EXERCISE INSTRUCTIONS. Give again, word for word, each line from the top of the listing through the line that holds "pub trait PersistenceSink: Send".
————
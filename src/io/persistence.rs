//! Metrics persistence
//!
//! One row per flush window: `(id, volume, velocity, right_align, left_align, timestamp)`.
//! Two backends:
//! - JSONL file (one JSON object per line), the default
//! - PostgreSQL table, created on first use (feature `postgres`)

use crate::domain::types::MetricsRecord;
use crate::infra::config::{Config, PersistenceBackend};
use crate::io::error::SinkError;
use async_trait::async_trait;
use std::path::{Path, PathBuf};
use std::sync::Arc;
use tokio::io::AsyncWriteExt;
use tracing::{debug, info};

/// Durable destination for flushed metrics
#[async_trait]
pub trait PersistenceSink: Send + Sync {
    async fn append_metrics_record(&self, record: &MetricsRecord) -> Result<(), SinkError>;

    fn name(&self) -> &'static str;
}

/// Appends records to a JSONL file
pub struct JsonlMetricsSink {
    file_path: PathBuf,
}

impl JsonlMetricsSink {
    pub fn new(file_path: impl AsRef<Path>) -> Self {
        let file_path = file_path.as_ref().to_path_buf();
        info!(file_path = %file_path.display(), "jsonl_sink_initialized");
        Self { file_path }
    }

    pub fn file_path(&self) -> &Path {
        &self.file_path
    }
}

#[async_trait]
impl PersistenceSink for JsonlMetricsSink {
    async fn append_metrics_record(&self, record: &MetricsRecord) -> Result<(), SinkError> {
        let mut line = serde_json::to_string(record)?;
        line.push('\n');

        // Create parent directories if they don't exist
        if let Some(parent) = self.file_path.parent() {
            if !parent.as_os_str().is_empty() {
                tokio::fs::create_dir_all(parent).await?;
            }
        }

        let mut file = tokio::fs::OpenOptions::new()
            .create(true)
            .append(true)
            .open(&self.file_path)
            .await?;
        file.write_all(line.as_bytes()).await?;
        file.flush().await?;

        debug!(file = %self.file_path.display(), bytes = line.len(), "metrics_record_written");
        Ok(())
    }

    fn name(&self) -> &'static str {
        "jsonl"
    }
}

/// Reject table names that would need quoting
pub fn is_valid_table_name(name: &str) -> bool {
    let mut chars = name.chars();
    match chars.next() {
        Some(c) if c.is_ascii_alphabetic() || c == '_' => {}
        _ => return false,
    }
    chars.all(|c| c.is_ascii_alphanumeric() || c == '_')
}

#[cfg(feature = "postgres")]
pub use postgres::PostgresMetricsSink;

#[cfg(feature = "postgres")]
mod postgres {
    use super::*;
    use sqlx::postgres::PgPoolOptions;
    use sqlx::PgPool;
    use std::sync::atomic::{AtomicBool, Ordering};
    use std::time::Duration;
    use tracing::warn;

    /// Inserts records into a PostgreSQL table
    pub struct PostgresMetricsSink {
        pool: PgPool,
        table: String,
        table_ready: AtomicBool,
    }

    impl PostgresMetricsSink {
        /// Create a lazily-connecting pool; the database may come up after the gateway
        pub fn connect_lazy(database_url: &str, table: &str) -> Result<Self, SinkError> {
            if !is_valid_table_name(table) {
                return Err(SinkError::Unavailable(format!("invalid table name {:?}", table)));
            }

            let pool = PgPoolOptions::new()
                .max_connections(2)
                .acquire_timeout(Duration::from_secs(5))
                .connect_lazy(database_url)?;

            Ok(Self { pool, table: table.to_string(), table_ready: AtomicBool::new(false) })
        }

        /// Probe the latest id; create the table if the probe fails
        pub async fn ensure_table(&self) -> Result<(), SinkError> {
            let probe = format!("SELECT id FROM {} ORDER BY id DESC LIMIT 1", self.table);
            match sqlx::query(&probe).fetch_optional(&self.pool).await {
                Ok(_) => {
                    debug!(table = %self.table, "metrics_table_present");
                }
                Err(e) => {
                    info!(table = %self.table, probe_error = %e, "metrics_table_creating");
                    let create = format!(
                        "CREATE TABLE IF NOT EXISTS {} (id SERIAL PRIMARY KEY, volume REAL, \
                         velocity REAL, right_align REAL, left_align REAL, \
                         timestamp TIMESTAMP WITHOUT TIME ZONE)",
                        self.table
                    );
                    sqlx::query(&create).execute(&self.pool).await?;
                }
            }
            self.table_ready.store(true, Ordering::Relaxed);
            Ok(())
        }
    }

    #[async_trait]
    impl PersistenceSink for PostgresMetricsSink {
        async fn append_metrics_record(&self, record: &MetricsRecord) -> Result<(), SinkError> {
            if !self.table_ready.load(Ordering::Relaxed) {
                if let Err(e) = self.ensure_table().await {
                    warn!(table = %self.table, error = %e, "metrics_table_unavailable");
                    return Err(e);
                }
            }

            let insert = format!(
                "INSERT INTO {} (volume, velocity, right_align, left_align, timestamp) \
                 VALUES ($1, $2, $3, $4, $5)",
                self.table
            );
            sqlx::query(&insert)
                .bind(record.volume as f32)
                .bind(record.velocity as f32)
                .bind(record.right_align as f32)
                .bind(record.left_align as f32)
                .bind(record.timestamp.naive_utc())
                .execute(&self.pool)
                .await?;
            Ok(())
        }

        fn name(&self) -> &'static str {
            "postgres"
        }
    }
}

/// Build the sink selected in config
pub async fn build_persistence_sink(config: &Config) -> anyhow::Result<Arc<dyn PersistenceSink>> {
    match config.persistence_backend() {
        PersistenceBackend::Jsonl => Ok(Arc::new(JsonlMetricsSink::new(config.persistence_file()))),
        #[cfg(feature = "postgres")]
        PersistenceBackend::Postgres => {
            let url = config
                .database_url()
                .ok_or_else(|| anyhow::anyhow!("persistence.database_url is required for postgres"))?;
            let sink = PostgresMetricsSink::connect_lazy(url, config.persistence_table())?;
            if let Err(e) = sink.ensure_table().await {
                // Retried on the first insert
                tracing::warn!(error = %e, "metrics_table_bootstrap_deferred");
            }
            Ok(Arc::new(sink))
        }
        #[cfg(not(feature = "postgres"))]
        PersistenceBackend::Postgres => {
            anyhow::bail!("postgres backend requires building with the `postgres` feature")
        }
    }
}

#[cfg(test)]
mod tests {
    use super::*;
    use chrono::{TimeZone, Utc};
    use std::fs;
    use tempfile::tempdir;

    fn record(volume: f64) -> MetricsRecord {
        MetricsRecord {
            volume,
            velocity: 0.025,
            right_align: 0.5,
            left_align: -0.3,
            alignment_samples: 30,
            timestamp: Utc.with_ymd_and_hms(2024, 5, 1, 12, 0, 0).unwrap(),
        }
    }

    #[tokio::test]
    async fn test_write_record() {
        let dir = tempdir().unwrap();
        let file_path = dir.path().join("metrics.jsonl");
        let sink = JsonlMetricsSink::new(&file_path);

        sink.append_metrics_record(&record(0.5)).await.unwrap();

        let content = fs::read_to_string(&file_path).unwrap();
        assert!(content.ends_with('\n'));
        let parsed: serde_json::Value = serde_json::from_str(content.trim()).unwrap();
        assert_eq!(parsed["volume"], 0.5);
        assert_eq!(parsed["velocity"], 0.025);
        assert_eq!(parsed["right_align"], 0.5);
        assert_eq!(parsed["left_align"], -0.3);
        assert_eq!(parsed["alignment_samples"], 30);
        assert_eq!(parsed["timestamp"], "2024-05-01T12:00:00Z");
    }

    #[tokio::test]
    async fn test_append_mode() {
        let dir = tempdir().unwrap();
        let file_path = dir.path().join("metrics.jsonl");
        fs::write(&file_path, "{\"existing\":\"data\"}\n").unwrap();

        let sink = JsonlMetricsSink::new(&file_path);
        sink.append_metrics_record(&record(1.0)).await.unwrap();
        sink.append_metrics_record(&record(2.0)).await.unwrap();

        let content = fs::read_to_string(&file_path).unwrap();
        let lines: Vec<&str> = content.lines().collect();
        assert_eq!(lines.len(), 3);
        assert!(lines[0].contains("existing"));
        for line in &lines[1..] {
            let _parsed: serde_json::Value = serde_json::from_str(line).unwrap();
        }
    }

    #[tokio::test]
    async fn test_creates_parent_directories() {
        let dir = tempdir().unwrap();
        let nested = dir.path().join("nested").join("dir").join("metrics.jsonl");
        let sink = JsonlMetricsSink::new(&nested);
        sink.append_metrics_record(&record(1.0)).await.unwrap();
        assert!(nested.exists());
    }

    #[tokio::test]
    async fn test_unwritable_path_is_an_error() {
        let dir = tempdir().unwrap();
        // A directory cannot be opened for appending
        let sink = JsonlMetricsSink::new(dir.path());
        assert!(matches!(
            sink.append_metrics_record(&record(1.0)).await,
            Err(SinkError::Io(_))
        ));
    }

    #[test]
    fn test_table_name_validation() {
        assert!(is_valid_table_name("metrics"));
        assert!(is_valid_table_name("_metrics_2"));
        assert!(!is_valid_table_name(""));
        assert!(!is_valid_table_name("2metrics"));
        assert!(!is_valid_table_name("metrics; DROP TABLE x"));
        assert!(!is_valid_table_name("public.metrics"));
    }

    #[tokio::test]
    async fn test_build_default_sink_is_jsonl() {
        let sink = build_persistence_sink(&Config::default()).await.unwrap();
        assert_eq!(sink.name(), "jsonl");
    }
}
————
OUTPUT OF THE EXERCISE.
filename src/io/persistence.rs
//! Metrics persistence
//!
//! One row per flush window: `(id, volume, velocity, right_align, left_align, timestamp)`.
//! Two backends:
//! - JSONL file (one JSON object per line), the default
//! - PostgreSQL table, created on first use (feature `postgres`)

use crate::domain::types::MetricsRecord;
use crate::infra::config::{Config, PersistenceBackend};
use crate::io::error::SinkError;
use async_trait::async_trait;
use std::path::{Path, PathBuf};
use std::sync::Arc;
use tokio::io::AsyncWriteExt;
use tracing::{debug, info};

/// Durable destination for flushed metrics
#[async_trait]
pub trait PersistenceSink: Send + Sync {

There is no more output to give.